Chennai, 9 Nov 2022:

Danish shipping giant Maersk, widely seen as a barometer for global trade, cut its forecasts for container demand this year and predicted that the global economy could enter a recession. Maersk now expects global container demand to fall by between 2% and 4% this year and believes freight rates have peaked.

With the war in Ukraine, an energy crisis in Europe, high inflation, and a looming global recession there are plenty of dark clouds on the horizon. This weighs on consumer purchasing power which in turn impacts global transportation and logistics demand, Maersk Chief Executive Soren Skou warned.
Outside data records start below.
//! Cell payload reconstruction.
//!
//! Given one cell's bytes, reassemble its full payload from the local part
//! and any overflow chain, then decode the payload as a record.

use crate::page::CellLayout;
use crate::record::{OverflowChain, Record};
use crate::storage::PageReader;
use crate::types::{PageId, PageType};
use tracing::debug;

/// A cell with its payload reassembled and decoded
#[derive(Debug, Clone, PartialEq)]
pub struct DecodedCell {
    /// Framing of the cell within its page
    pub layout: CellLayout,
    /// Payload bytes: local part plus overflow content, trimmed to the
    /// declared length (shorter if the chain was cut)
    pub payload: Vec<u8>,
    /// Overflow pages the payload was read from, in chain order
    pub overflow_pages: Vec<PageId>,
    /// Decoded record (empty for interior table cells)
    pub record: Record,
    /// Fewer payload bytes were recovered than the cell declares
    pub truncated: bool,
}

/// Decode one cell of a page of type `page_type`.
///
/// `cell` holds the cell's bytes as stored in the page. Nothing here fails:
/// a cut chain or a short cell produces a partial payload with `truncated`
/// set.
pub fn decode_cell(reader: &PageReader, page_type: PageType, cell: &[u8]) -> DecodedCell {
    let layout = CellLayout::parse(page_type, cell, reader.page_size());
    let declared = usize::try_from(layout.payload_len).unwrap_or(usize::MAX);

    let local = layout.local_range();
    let local_end = local.end.min(cell.len());
    let local_start = local.start.min(local_end);
    let mut payload = cell[local_start..local_end].to_vec();
    let mut overflow_pages = Vec::new();

    if let Some(first) = layout.first_overflow {
        let needed = declared.saturating_sub(layout.local_len);
        for page in OverflowChain::new(reader, first, needed) {
            overflow_pages.push(page.pgno);
            payload.extend_from_slice(&page.content);
        }
        payload.truncate(declared);
    }

    let truncated = payload.len() < declared;
    if truncated {
        debug!(
            declared,
            recovered = payload.len(),
            "cell payload shorter than declared"
        );
    }

    let record = if page_type.has_payload() {
        Record::decode(&payload)
    } else {
        Record::default()
    };

    DecodedCell {
        layout,
        payload,
        overflow_pages,
        record,
        truncated,
    }
}
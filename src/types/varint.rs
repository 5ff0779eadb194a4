//! Variable-length and fixed-width integer decoding.
//!
//! Varints are big-endian base-128: each of the first eight bytes carries
//! seven bits and a continuation flag in the MSB. A ninth byte, when
//! reached, contributes all eight of its bits and always terminates.

/// Largest value that still fits in an 8-byte varint (56 bits).
const MAX_EIGHT_BYTE: u64 = 0x00ff_ffff_ffff_ffff;

/// Decode a varint from the start of `bytes`.
///
/// Returns the value and the number of bytes consumed (1..=9). A slice that
/// ends mid-varint yields whatever was accumulated and the bytes available;
/// an empty slice yields `(0, 0)`.
pub fn decode_varint(bytes: &[u8]) -> (i64, usize) {
    let mut value: u64 = 0;

    for (i, &byte) in bytes.iter().take(8).enumerate() {
        value = (value << 7) | u64::from(byte & 0x7F);
        if byte & 0x80 == 0 {
            return (value as i64, i + 1);
        }
    }

    match bytes.get(8) {
        Some(&byte) => (((value << 8) | u64::from(byte)) as i64, 9),
        None => (value as i64, bytes.len()),
    }
}

/// Encode a value using the minimal varint form.
pub fn encode_varint(value: u64) -> Vec<u8> {
    if value > MAX_EIGHT_BYTE {
        let mut buf = vec![0u8; 9];
        buf[8] = value as u8;
        let mut rest = value >> 8;
        for byte in buf[..8].iter_mut().rev() {
            *byte = (rest & 0x7F) as u8 | 0x80;
            rest >>= 7;
        }
        return buf;
    }

    let mut buf = Vec::with_capacity(9);
    let mut rest = value;
    loop {
        buf.push((rest & 0x7F) as u8);
        rest >>= 7;
        if rest == 0 {
            break;
        }
    }
    buf.reverse();

    let last = buf.len() - 1;
    for byte in &mut buf[..last] {
        *byte |= 0x80;
    }
    buf
}

/// Number of bytes the minimal encoding of `value` occupies.
pub fn varint_len(value: u64) -> usize {
    if value > MAX_EIGHT_BYTE {
        return 9;
    }
    let bits = 64 - value.leading_zeros() as usize;
    bits.div_ceil(7).max(1)
}

/// Plain big-endian unsigned integer of `n` bytes (1..=4) at `offset`.
///
/// Bytes beyond the end of the slice read as zero.
pub fn decode_be_uint(bytes: &[u8], offset: usize, n: usize) -> u32 {
    debug_assert!((1..=4).contains(&n));
    (0..n).fold(0u32, |acc, i| {
        let byte = bytes.get(offset + i).copied().unwrap_or(0);
        (acc << 8) | u32::from(byte)
    })
}

/// 4-byte big-endian page pointer at the start of `bytes`.
pub fn decode_fixed32(bytes: &[u8]) -> u32 {
    decode_be_uint(bytes, 0, 4)
}

#[cfg(test)]
mod tests {
    use super::*;
    use rand::Rng;

    #[test]
    fn test_varint_roundtrip_boundaries() {
        let test_values = [
            (0u64, 1usize),
            (1, 1),
            (127, 1),
            (128, 2),
            (16383, 2),
            (16384, 3),
            (2097151, 3),
            (2097152, 4),
            (268435455, 4),
            (268435456, 5),
            (MAX_EIGHT_BYTE, 8),
            (MAX_EIGHT_BYTE + 1, 9),
            (i64::MAX as u64, 9),
        ];

        for &(value, len) in &test_values {
            let encoded = encode_varint(value);
            assert_eq!(encoded.len(), len, "length for {}", value);
            assert_eq!(varint_len(value), len);
            assert_eq!(decode_varint(&encoded), (value as i64, len));
        }
    }

    #[test]
    fn test_varint_random_roundtrip() {
        let mut rng = rand::thread_rng();
        for _ in 0..2000 {
            let bits = rng.gen_range(0..63);
            let value = rng.gen_range(0..=(1u64 << (bits + 1)) - 1);
            let encoded = encode_varint(value);
            assert_eq!(decode_varint(&encoded), (value as i64, varint_len(value)));
        }
    }

    #[test]
    fn test_ninth_byte_uses_all_bits() {
        let bytes = [0xFF; 9];
        assert_eq!(decode_varint(&bytes), (-1, 9));

        let mut bytes = [0x80u8; 10];
        bytes[8] = 0xFF;
        bytes[9] = 0x01;
        assert_eq!(decode_varint(&bytes), (0xFF, 9));
    }

    #[test]
    fn test_truncated_input() {
        assert_eq!(decode_varint(&[]), (0, 0));
        assert_eq!(decode_varint(&[0x81]), (1, 1));
        assert_eq!(decode_varint(&[0x81, 0x00, 0x55]), (128, 2));
    }

    #[test]
    fn test_fixed_width() {
        let bytes = [0x12, 0x34, 0x56, 0x78];
        assert_eq!(decode_be_uint(&bytes, 0, 1), 0x12);
        assert_eq!(decode_be_uint(&bytes, 1, 2), 0x3456);
        assert_eq!(decode_be_uint(&bytes, 0, 3), 0x123456);
        assert_eq!(decode_fixed32(&bytes), 0x12345678);
        assert_eq!(decode_be_uint(&bytes, 3, 2), 0x7800);
    }
}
“Freight rates are coming down — that will detract from inflation — but we still have very high energy costs and we also have a very, very strong labor market in most countries,” Skou said.

Skou also predicted that “It’s quite likely that we either are or will soon be in a recession, certainly in Europe but potentially also in the US.”

Manufacturing activity in the euro-area sank to the lowest level since the first Covid-19 lockdowns in 2020.Record inflation and a weakening global economy erode demand for goods, with new orders falling at a faster rate.

Spain was the worst hit, followed closely by Germany, which is among the most exposed to Russia’s cut in energy supplies.

The data “are now clearly signaling that the manufacturing economy is in a recession,” warned Joe Hayes, senior economist at S&P Global Market Intelligence.

Maersk, one of the world’s biggest shipping companies assessing the global economy, says container demand will fall as much as 4% this year. For those hoping this will rapidly cool inflation, it had more bad news.

Alongside its demand downgrade, Maersk said the price pressures that have come to dominate the post-pandemic economy — while easing a bit — are going to stick around for a while as elevated energy prices and labor shortages prop up costs across supply chains.

The outlook from Maersk, which moves millions of containers around the world every year, is a fresh warning for central banks that their inflation battles may be far from over.

It comes hours before the Federal Reserve delivered a fourth jumbo interest-rate increase and reiterate that it remains steadfast in its task. The European Central Bank hiked last week at a second straight meeting, and the Bank of England is due to lift its benchmark on Thursday.

In its earnings statement, Maersk said there are signs that bottlenecks are easing, but the squeeze from inflation that’s affecting earnings will remain throughout this quarter.

That was echoed in a monthly manufacturing survey from S&P Global published Wednesday, which said that inflation “remains stubbornly elevated despite continued evidence that supply-chain pressures are receding.”

“Businesses experienced pressure on the cost base due to inflation, which is expected to continue for a longer period,” Maersk said.